Exercise brief :: Look through the entries below and return all lines including the word "types".

Items from a dataset ::
....

impl Registry {
    pub fn new() -> Self {
        Registry {
            entities: Vec::new(),
            free_head: FREE_LIST_END,
            pools: Vec::new(),
            alive: 0,
        }
    }

    // ── Entity lifecycle ─────────────────────────────────────────────

    /// Allocate a new entity, recycling the most recently destroyed slot if
    /// one is free.
    ///
    /// # Panics
    ///
    /// Panics if the index space of the entity layout is exhausted.
    pub fn create_entity(&mut self) -> Entity {
        let entity = if self.free_head.is_null() {
            let index = self.entities.len();
            assert!(
                index < Entity::NULL.index() as usize,
                "Entity table exhausted at {} slots",
                index
            );
            let entity = Entity::construct(index as u32, 0);
            self.entities.push(entity);
            entity
        } else {
            let slot = self.free_head.index() as usize;
            let stored = self.entities[slot];
            self.free_head = Entity::combine(stored, Entity::TOMBSTONE);
            let entity = Entity::construct(slot as u32, stored.version());
            self.entities[slot] = entity;
            entity
        };
        self.alive += 1;
        trace!("created {entity:?}");
        entity
    }

    /// Destroy `entity`: every attached component is erased (firing its
    /// pool's destruction signal first), then the slot is recycled.
    ///
    /// Destruction listeners may mutate the registry, including attaching
    /// further components to `entity` — those are erased in the same call.
    /// If a listener destroys `entity` itself, that inner destruction wins
    /// and the outer call backs off.
    ///
    /// # Panics
    ///
    /// Panics if `entity` is not valid.
    pub fn destroy_entity(&mut self, entity: Entity) {
        self.assert_valid(entity);
        trace!("destroying {entity:?}");
        loop {
            let mut erased_any = false;
            for sequence in 0..self.pools.len() {
                let Some(signal) = self.pools[sequence]
                    .as_ref()
                    .filter(|pool| pool.contains(entity))
                    .map(|pool| pool.destroyed_signal())
                else {
                    continue;
                };
                signal.emit(self, &entity);
                if !self.is_valid(entity) {
                    return;
                }
                if let Some(pool) = self.pools[sequence].as_mut() {
                    pool.remove_now(entity);
                }
                erased_any = true;
            }
            if !erased_any {
                break;
            }
        }
        let slot = entity.index() as usize;
        self.entities[slot] = Entity::construct(self.free_head.index(), entity.bumped_version());
        self.free_head = Entity::combine(entity, Entity::TOMBSTONE);
        self.alive -= 1;
    }

    /// Whether `entity` currently identifies a live slot. Stale handles from
    /// before a destroy/recycle round return `false`.
    #[must_use]
    pub fn is_valid(&self, entity: Entity) -> bool {
        self.entities.get(entity.index() as usize) == Some(&entity)
    }

    /// Number of live entities.
    #[must_use]
    pub fn alive_count(&self) -> usize {
        self.alive
    }

    /// Call `f` for every live entity, most recently allocated table slots
    /// first. The registry cannot be mutated during the walk; collect first
    /// when destruction or insertion is needed.
    pub fn each_entity(&self, mut f: impl FnMut(Entity)) {
        for index in (0..self.entities.len()).rev() {
            let entity = self.entities[index];
            if entity.index() as usize == index {
                f(entity);
            }
        }
    }

    /// Destroy every live entity, firing the usual destruction signals.
    pub fn clear(&mut self) {
        debug!("clearing registry ({} live entities)", self.alive);
        for index in (0..self.entities.len()).rev() {
            let entity = self.entities[index];
            if entity.index() as usize == index {
                self.destroy_entity(entity);
            }
        }
    }

    // ── Component CRUD ───────────────────────────────────────────────

    /// Attach `component` to `entity`, creating the pool on first use.
    ///
    /// Returns the stored component and `true` if the entity did not have a
    /// `T` before the call. If it did, the old value is replaced: the pool's
    /// destruction signal fires for the outgoing component, then the
    /// construction signal for the incoming one, and `false` is returned.
    ///
    /// # Panics
    ///
    /// Panics if `entity` is not valid, or if a listener destroys `entity`
    /// or removes the freshly inserted component mid-call.
    pub fn emplace_component<T: 'static>(
        &mut self,
        entity: Entity,
        component: T,
    ) -> (&mut T, bool) {
        self.assert_valid(entity);
        let replaced = self.ensure_pool::<T>().contains(entity);
        if replaced {
            let destroyed = self.ensure_pool::<T>().destroyed.clone();
            destroyed.emit(self, &entity);
            self.assert_valid(entity);
        }
        let pool = self.ensure_pool::<T>();
        if let Some(slot) = pool.get_mut(entity) {
            *slot = component;
        } else {
            pool.insert(entity, component);
        }
        let constructed = pool.constructed.clone();
        constructed.emit(self, &entity);
        let slot = self
            .ensure_pool::<T>()
            .get_mut(entity)
            .unwrap_or_else(|| {
                panic!(
                    "Construction listener removed `{}` from {:?} during emplace",
                    std::any::type_name::<T>(),
                    entity
                )
            });
        (slot, !replaced)
    }

    /// Get a shared reference to `entity`'s `T`.
    ///
    /// # Panics
    ///
    /// Panics if `entity` is not valid or does not have a `T`.
    pub fn get_component<T: 'static>(&self, entity: Entity) -> &T {
        self.assert_valid(entity);
        self.pool::<T>()
            .and_then(|pool| pool.get(entity))
            .unwrap_or_else(|| missing::<T>(entity))
    }

    /// Get a mutable reference to `entity`'s `T`.
    ///
    /// # Panics
    ///
    /// Panics if `entity` is not valid or does not have a `T`.
    pub fn get_component_mut<T: 'static>(&mut self, entity: Entity) -> &mut T {
        self.assert_valid(entity);
        self.pool_mut::<T>()
            .and_then(|pool| pool.get_mut(entity))
            .unwrap_or_else(|| missing::<T>(entity))
    }

    /// Get a shared reference to `entity`'s `T`, or `None` if the component
    /// is not attached. Absence of data is expected here; absence of
    /// identity is not.
    ///
    /// # Panics
    ///
    /// Panics if `entity` is not valid.
    pub fn try_get_component<T: 'static>(&self, entity: Entity) -> Option<&T> {
        self.assert_valid(entity);
        self.pool::<T>().and_then(|pool| pool.get(entity))
    }

    /// Mutable variant of [`try_get_component`](Registry::try_get_component).
    ///
    /// # Panics
    ///
    /// Panics if `entity` is not valid.
    pub fn try_get_component_mut<T: 'static>(&mut self, entity: Entity) -> Option<&mut T> {
        self.assert_valid(entity);
        self.pool_mut::<T>().and_then(|pool| pool.get_mut(entity))
    }

    /// Whether `entity` has a `T` attached.
    ///
    /// # Panics
    ///
    /// Panics if `entity` is not valid.
    #[must_use]
    pub fn has_component<T: 'static>(&self, entity: Entity) -> bool {
        self.assert_valid(entity);
        self.pool::<T>().is_some_and(|pool| pool.contains(entity))
    }

    /// Remove `entity`'s `T` if attached, firing the destruction signal
    /// first. Returns whether anything was removed. Does not create the
    /// pool.
    ///
    /// # Panics
    ///
    /// Panics if `entity` is not valid.
    pub fn remove_component<T: 'static>(&mut self, entity: Entity) -> bool {
        self.assert_valid(entity);
        let Some(pool) = self.pool::<T>() else {
            return false;
        };
        if !pool.contains(entity) {
            return false;
        }
        let destroyed = pool.destroyed.clone();
        destroyed.emit(self, &entity);
        if let Some(pool) = self.pool_mut::<T>() {
            pool.remove(entity);
        }
        true
    }

    /// Remove several component types at once, e.g.
    /// `registry.remove_components::<(Position, Velocity)>(e)`. Returns one
    /// `bool` per type in the same order, each independent of whether that
    /// type's pool even exists.
    ///
    /// # Panics
    ///
    /// Panics if `entity` is not valid.
    pub fn remove_components<S: RemoveSet>(&mut self, entity: Entity) -> S::Removed {
        self.assert_valid(entity);
        S::remove(self, entity)
    }

    /// Remove every `T` in the registry, firing the destruction signal for
    /// each in unspecified order. Entities keep their other components. Does
    /// not create the pool.
    pub fn clear_components<T: 'static>(&mut self) {
        let Some(pool) = self.pool::<T>() else {
            return;
        };
        let owners: Vec<Entity> = pool.entities().to_vec();
        debug!(
            "clearing {} `{}` components",
            owners.len(),
            std::any::type_name::<T>()
        );
        for entity in owners {
            // A destruction listener may have destroyed the owner already.
            if self.is_valid(entity) {
                self.remove_component::<T>(entity);
            }
        }
    }

    // ── Views and traversal ──────────────────────────────────────────

    /// Build an intersection view over the component types in `Q`, creating
    /// any missing pools. See [`View`].
    pub fn view<Q: ViewParam>(&mut self) -> View<'_, Q> {
        View::new(self)
    }

    /// Call `f` once per component attached to `entity`, as a
    /// [`type_sequence`] index plus an untyped borrow. This is the
    /// type-erasure escape hatch serialization and inspection code builds
    /// on; the borrow is only valid for the duration of the callback.
    ///
    /// # Panics
    ///
    /// Panics if `entity` is not valid.
    pub fn visit(&self, entity: Entity, mut f: impl FnMut(usize, &dyn Any)) {
        self.assert_valid(entity);
        for (sequence, pool) in self.pools.iter().enumerate() {
            if let Some(pool) = pool {
                if let Some(component) = pool.try_get_opaque(entity) {
                    f(sequence, component);
                }
            }
        }
    }

    // ── Signals ──────────────────────────────────────────────────────

    /// Subscribe-side handle for "a `T` was attached". Fires after
    /// insertion, so the component is readable from the callback. Creates
    /// the pool if needed.
    pub fn on_construct<T: 'static>(&mut self) -> Sink<Registry, Entity> {
        self.ensure_pool::<T>().constructed.sink()
    }

    /// Subscribe-side handle for "a `T` is about to be detached". Fires
    /// before removal, so the component is still readable from the
    /// callback. Creates the pool if needed.
    pub fn on_destroy<T: 'static>(&mut self) -> Sink<Registry, Entity> {
        self.ensure_pool::<T>().destroyed.sink()
    }

    // ── Pool plumbing ────────────────────────────────────────────────

    fn assert_valid(&self, entity: Entity) {
        assert!(
            self.is_valid(entity),
            "Entity {:?} is not valid in this registry",
            entity
        );
    }

    fn pool<T: 'static>(&self) -> Option<&Pool<T>> {
        self.pools
            .get(type_sequence::<T>())?
            .as_ref()?
            .as_any()
            .downcast_ref::<Pool<T>>()
    }

    fn pool_mut<T: 'static>(&mut self) -> Option<&mut Pool<T>> {
        self.pools
            .get_mut(type_sequence::<T>())?
            .as_mut()?
            .as_any_mut()
            .downcast_mut::<Pool<T>>()
    }

    pub(crate) fn ensure_pool<T: 'static>(&mut self) -> &mut Pool<T> {
        let sequence = type_sequence::<T>();
        if sequence >= self.pools.len() {
            self.pools.resize_with(sequence + 1, || None);
        }
        let slot = &mut self.pools[sequence];
        if slot.is_none() {
            trace!(
                "creating pool {} for `{}`",
                sequence,
                std::any::type_name::<T>()
            );
            *slot = Some(Box::new(Pool::<T>::new()));
        }
        match slot
            .as_mut()
            .and_then(|pool| pool.as_any_mut().downcast_mut::<Pool<T>>())
        {
            Some(pool) => pool,
            None => panic!(
                "Type sequence {} does not map to `{}`",
                sequence,
                std::any::type_name::<T>()
            ),
        }
    }

    /// Take `T`'s pool out of the registry for the extract/restore iteration
    /// pattern. The caller must put it back with
    /// [`restore_pool`](Registry::restore_pool).
    pub(crate) fn extract_pool<T: 'static>(&mut self) -> Box<Pool<T>> {
        let sequence = type_sequence::<T>();
        let taken = self.pools.get_mut(sequence).and_then(Option::take);
        match taken.map(|pool| pool.into_any().downcast::<Pool<T>>()) {
            Some(Ok(pool)) => pool,
            _ => panic!(
                "View extract: pool for `{}` is not available (is the type repeated in the view?)",
                std::any::type_name::<T>()
            ),
        }
    }

    pub(crate) fn restore_pool<T: 'static>(&mut self, pool: Box<Pool<T>>) {
        let sequence = type_sequence::<T>();
        self.pools[sequence] = Some(pool as Box<dyn ErasedPool>);
    }
}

....

Solution to the problem ::
    /// Remove several component types at once, e.g.
    /// Build an intersection view over the component types in `Q`, creating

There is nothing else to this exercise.